All the traditions of our past, all the lessons of our heritage, all the promises of our future point to another path, the path of common purpose and the restoration of American values. That path leads to true freedom for our nation and ourselves.

The United States overwhelmingly rejected Carter, of course, in the 1980 election. Voters instead chose Ronald Reagan, who provided political cover for the "greed is good" era of American life. In the immediate aftermath of the attacks of Sept. 11, 2001, President George W. Bush, an obvious heir to Reagan, did not tell ordinary Americans they should volunteer for community service projects or consider other ways to forge solidarity with the weakest and most vulnerable.

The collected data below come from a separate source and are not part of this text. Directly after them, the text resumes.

//! Latency benchmarks for the request path outside the forward pass
//!
//! Run with: cargo bench -p textclf-classifiers

use criterion::{black_box, criterion_group, criterion_main, BenchmarkId, Criterion};
use textclf_classifiers::tokenizer::{encode, load_tokenizer};
use textclf_classifiers::{argmax, ModelFamily};

const VOCAB: &str = "[PAD]\n[UNK]\n[CLS]\n[SEP]\nthe\nquick\nbrown\nfox\njumps\nover\nlazy\ndog";

/// Benchmark truncating encode at the default 512-token budget
fn benchmark_tokenization(c: &mut Criterion) {
    let dir = tempfile::tempdir().expect("Failed to create temp dir");
    std::fs::write(dir.path().join("vocab.txt"), VOCAB).expect("Failed to write vocab");
    let tokenizer =
        load_tokenizer(dir.path(), ModelFamily::Bert, 512).expect("Failed to build tokenizer");

    let sentence = "The quick brown fox jumps over the lazy dog. ";
    let test_cases = vec![
        ("short", sentence.to_string()),
        ("medium", sentence.repeat(10)),
        ("overlong", sentence.repeat(200)),
    ];

    let mut group = c.benchmark_group("Tokenization");
    group.sample_size(100);

    for (name, text) in test_cases {
        group.bench_with_input(BenchmarkId::new("encode", name), &text, |b, text| {
            b.iter(|| encode(&tokenizer, black_box(text)).unwrap());
        });
    }

    group.finish();
}

/// Benchmark argmax over typical label counts
fn benchmark_argmax(c: &mut Criterion) {
    let mut group = c.benchmark_group("Argmax");

    for num_labels in [2usize, 6, 128] {
        let logits: Vec<f32> = (0..num_labels).map(|i| ((i * 7) % 11) as f32).collect();
        group.bench_with_input(
            BenchmarkId::from_parameter(num_labels),
            &logits,
            |b, logits| b.iter(|| argmax(black_box(logits))),
        );
    }

    group.finish();
}

criterion_group!(benches, benchmark_tokenization, benchmark_argmax);
criterion_main!(benches);
use std::process::ExitCode;

use clap::Parser;
use tokio::io::BufReader;
use tracing::warn;
use tracing_subscriber::EnvFilter;

use journey_planner::app::{AppError, Session};
use journey_planner::cli::Cli;
use journey_planner::gateway::HttpGateway;
use journey_planner::planner::PlannerError;
use journey_planner::present::station_list;

#[tokio::main]
async fn main() -> ExitCode {
    tracing_subscriber::fmt()
        .with_env_filter(
            EnvFilter::try_from_default_env().unwrap_or_else(|_| EnvFilter::new("warn")),
        )
        .with_writer(std::io::stderr)
        .init();

    let cli = Cli::parse();

    match run(cli).await {
        Ok(()) => ExitCode::SUCCESS,
        Err(e) => {
            eprintln!("{e}");
            ExitCode::FAILURE
        }
    }
}

async fn run(cli: Cli) -> Result<(), AppError> {
    if cli.list_stations {
        print!("{}", station_list());
        return Ok(());
    }

    let config = cli.planner_config()?;
    if config.app_key.is_empty() {
        warn!("no TfL app key configured (set TFL_APP_KEY); requests will likely be rejected");
    }

    let gateway = HttpGateway::new().map_err(PlannerError::from)?;
    let stdin = BufReader::new(tokio::io::stdin());
    let stdout = tokio::io::stdout();

    Session::new(&gateway, &config, stdin, stdout)
        .run(&cli.inputs())
        .await?;

    Ok(())
}
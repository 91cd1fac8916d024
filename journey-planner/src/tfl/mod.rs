//! TfL Unified API wire format.
//!
//! Two endpoints are used:
//! - `StopPoint/Search` to turn a typed name into a stop id
//! - `Journey/JourneyResults/{from}/to/{to}` to plan a route
//!
//! The DTOs here only carry the fields the planner reads; everything else
//! in the (large) TfL payloads is ignored by serde.

mod convert;
mod types;

pub use types::{
    InstructionDto, JourneyDto, JourneyResultsResponse, LegDto, ModeDto, PathDto, PointDto,
    StopPointDto, StopPointMatchDto, StopPointSearchResponse,
};

/// Query parameter carrying the API key.
pub const APP_KEY: &str = "app_key";
/// Free-text query parameter for station search.
pub const QUERY: &str = "query";
/// Mode restriction for station search.
pub const MODES: &str = "modes";
/// Mode restriction for journey planning.
pub const MODE: &str = "mode";
/// Optional intermediate station for journey planning.
pub const VIA: &str = "via";
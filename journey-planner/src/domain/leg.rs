//! Journey legs and stop points.

use super::Mode;

/// A named stop, as TfL identifies it (e.g. `940GZZLUEMB`).
#[derive(Debug, Clone, PartialEq, Eq)]
pub struct StopPoint {
    /// External identifier. May be empty for points TfL gives no id for.
    pub id: String,
    /// Display name
    pub name: String,
}

impl StopPoint {
    pub fn new(id: impl Into<String>, name: impl Into<String>) -> Self {
        Self {
            id: id.into(),
            name: name.into(),
        }
    }
}

/// One uninterrupted ride on a single mode.
#[derive(Debug, Clone, PartialEq, Eq)]
pub struct Leg {
    /// Where the leg starts
    pub departure: StopPoint,
    /// Where the leg ends
    pub arrival: StopPoint,
    /// Instruction summary, e.g. "Northern line to Leicester Square"
    pub summary: String,
    /// Mode this leg travels on
    pub mode: Mode,
    /// Stops passed through, in travel order
    pub stops: Vec<StopPoint>,
}

impl Leg {
    /// Returns true if the leg travels on `mode`.
    pub fn is_mode(&self, mode: &Mode) -> bool {
        self.mode == *mode
    }

    /// Returns true if any stop on the leg has external id `id`.
    pub fn calls_at(&self, id: &str) -> bool {
        self.stops.iter().any(|stop| stop.id == id)
    }
}
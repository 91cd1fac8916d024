//! HTTP transport for the TfL API.
//!
//! The planner never talks to `reqwest` directly. It is handed a
//! [`Gateway`] and issues exactly one GET per call, so tests can swap in
//! [`MockGateway`] and inspect what would have gone over the wire.

mod client;
mod error;
mod mock;

use std::future::Future;

pub use client::HttpGateway;
pub use error::GatewayError;
pub use mock::{MockGateway, RecordedRequest};

/// Query parameters for a single request, in the order they are sent.
pub type QueryParams = Vec<(&'static str, String)>;

/// A raw HTTP response, before any status interpretation.
#[derive(Debug, Clone, PartialEq, Eq)]
pub struct GatewayResponse {
    /// Numeric status code.
    pub status: u16,
    /// Reason phrase for the status, if one is known.
    pub reason: Option<String>,
    /// Response body as text.
    pub body: String,
}

impl GatewayResponse {
    /// A response with the canonical reason phrase for `status`.
    pub fn new(status: u16, body: impl Into<String>) -> Self {
        let reason = reqwest::StatusCode::from_u16(status)
            .ok()
            .and_then(|s| s.canonical_reason())
            .map(str::to_string);
        Self {
            status,
            reason,
            body: body.into(),
        }
    }

    /// Shorthand for a 200 response.
    pub fn ok(body: impl Into<String>) -> Self {
        Self::new(200, body)
    }

    /// Returns true for 2xx statuses.
    pub fn is_success(&self) -> bool {
        (200..300).contains(&self.status)
    }
}

/// Something that can perform a GET request.
///
/// Implementations make one attempt per call: no retries, no caching.
pub trait Gateway {
    fn get(
        &self,
        url: &str,
        query: &[(&'static str, String)],
    ) -> impl Future<Output = Result<GatewayResponse, GatewayError>> + Send;
}
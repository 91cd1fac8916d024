//! Journey queries.
//!
//! The `mode` parameter TfL accepts does not keep walking-only options out
//! of the results, so every response goes through [`filter_mode`] before
//! anything else sees it.

use tracing::debug;

use crate::domain::{Journey, Mode};
use crate::gateway::{Gateway, QueryParams};
use crate::tfl::{self, JourneyResultsResponse};

use super::config::PlannerConfig;
use super::error::PlannerError;
use super::response::decode;

/// Keep journeys with at least one leg on `mode`.
pub fn filter_mode(journeys: Vec<Journey>, mode: &Mode) -> Vec<Journey> {
    journeys
        .into_iter()
        .filter(|journey| journey.uses_mode(mode))
        .collect()
}

/// Drop journeys passing through the stop `excluded`.
pub fn filter_excluding(journeys: Vec<Journey>, excluded: &str) -> Vec<Journey> {
    journeys
        .into_iter()
        .filter(|journey| !journey.calls_at(excluded))
        .collect()
}

/// Plans journeys between resolved stop ids.
#[derive(Debug)]
pub struct JourneyPlanner<'a, G> {
    gateway: &'a G,
    config: &'a PlannerConfig,
}

impl<'a, G: Gateway> JourneyPlanner<'a, G> {
    pub fn new(gateway: &'a G, config: &'a PlannerConfig) -> Self {
        Self { gateway, config }
    }

    /// Request journeys from `from` to `to`, optionally via a stop, and
    /// optionally avoiding one.
    ///
    /// An empty result is not an error: it means no journey on the
    /// configured mode satisfies the constraints.
    pub async fn query_journey(
        &self,
        from: &str,
        to: &str,
        via: Option<&str>,
        excluding: Option<&str>,
    ) -> Result<Vec<Journey>, PlannerError> {
        let url = self.config.journey_endpoint(from, to);

        let mut query: QueryParams = vec![
            (tfl::APP_KEY, self.config.app_key.clone()),
            (tfl::MODE, self.config.mode.to_string()),
        ];
        if let Some(via) = via.filter(|v| !v.is_empty()) {
            query.push((tfl::VIA, via.to_string()));
        }

        let response = self.gateway.get(&url, &query).await?;
        let results: JourneyResultsResponse = decode(response)?;

        let journeys: Vec<Journey> = results.journeys.into_iter().map(Journey::from).collect();
        let received = journeys.len();

        let mut journeys = filter_mode(journeys, &self.config.mode);
        debug!(
            received,
            kept = journeys.len(),
            mode = %self.config.mode,
            "applied mode filter"
        );

        if let Some(excluded) = excluding.filter(|e| !e.is_empty()) {
            let before = journeys.len();
            journeys = filter_excluding(journeys, excluded);
            debug!(before, kept = journeys.len(), excluded, "applied exclusion filter");
        }

        Ok(journeys)
    }
}
//! Gateway error types.

/// Errors from the transport layer itself.
///
/// A non-success status is *not* an error here; it comes back as a
/// [`GatewayResponse`](super::GatewayResponse) for the caller to interpret.
#[derive(Debug, thiserror::Error)]
pub enum GatewayError {
    /// HTTP request failed (connection refused, DNS, TLS, etc.)
    #[error("HTTP error: {0}")]
    Http(#[from] reqwest::Error),

    /// The gateway could not be constructed
    #[error("invalid gateway configuration: {0}")]
    Config(String),

    /// No canned response matched a request (mock only)
    #[error("no canned response for {0}")]
    Unrouted(String),
}
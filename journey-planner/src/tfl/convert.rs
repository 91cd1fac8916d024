//! Conversion from TfL DTOs to domain types.

use crate::domain::{Journey, Leg, Mode, StopPoint, StopPointMatch};

use super::types::{JourneyDto, LegDto, PointDto, StopPointDto, StopPointMatchDto};

impl From<StopPointMatchDto> for StopPointMatch {
    fn from(dto: StopPointMatchDto) -> Self {
        StopPointMatch {
            id: dto.id,
            catalog_id: dto.ics_id,
            name: dto.name,
        }
    }
}

impl From<JourneyDto> for Journey {
    fn from(dto: JourneyDto) -> Self {
        Journey::new(
            dto.start_date_time,
            dto.arrival_date_time,
            dto.legs.into_iter().map(Leg::from).collect(),
        )
    }
}

impl From<LegDto> for Leg {
    fn from(dto: LegDto) -> Self {
        Leg {
            departure: dto.departure_point.into(),
            arrival: dto.arrival_point.into(),
            summary: dto.instruction.summary,
            mode: Mode::new(dto.mode.id),
            stops: dto
                .path
                .map(|path| path.stop_points.into_iter().map(StopPoint::from).collect())
                .unwrap_or_default(),
        }
    }
}

impl From<PointDto> for StopPoint {
    fn from(dto: PointDto) -> Self {
        StopPoint::new(dto.naptan_id.unwrap_or_default(), dto.common_name)
    }
}

impl From<StopPointDto> for StopPoint {
    fn from(dto: StopPointDto) -> Self {
        StopPoint::new(dto.id, dto.name)
    }
}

Instead, he told them what they could do to help the nation in its moment of existential crisis was "to go out shopping" and "keep the economy going."

It might be too late for the United States to change direction and begin to find meaningful and substantive ways of acting on Carter's prophetic advice. He offered Martin Luther King Jr. and Robert F. Kennedy as examples of genuine leadership — a quality in short supply on the contemporary American scene. When a man as malevolent and ignorant as Donald Trump is somehow elected president, it is undeniable that millions of Americans equate freedom with the "right to grasp for ourselves some advantage over others."

The coronavirus pandemic is possibly the last chance for America to save itself. With commerce temporarily all but shut down, the American people should ignore the agents of destruction who hope to complete our transformation from a nation to a market, while sending Leilani Jordan, along with tens of thousands of other poor or vulnerable or elderly people, to their graves.

The United States of America is more than an economy. It is a society. Historian and philosopher James P. Carse defines society as "all that a people does under the veil of necessity." There is nothing more necessary than enabling people to live. 


By David Masciotra

David Masciotra is the author of six books, including "Exurbia Now: The Battleground of American Democracy" and "I Am Somebody: Why Jesse Jackson Matters." He has written for the New Republic, Washington Monthly, CrimeReads, No Depression and many other publications about politics, music and literature.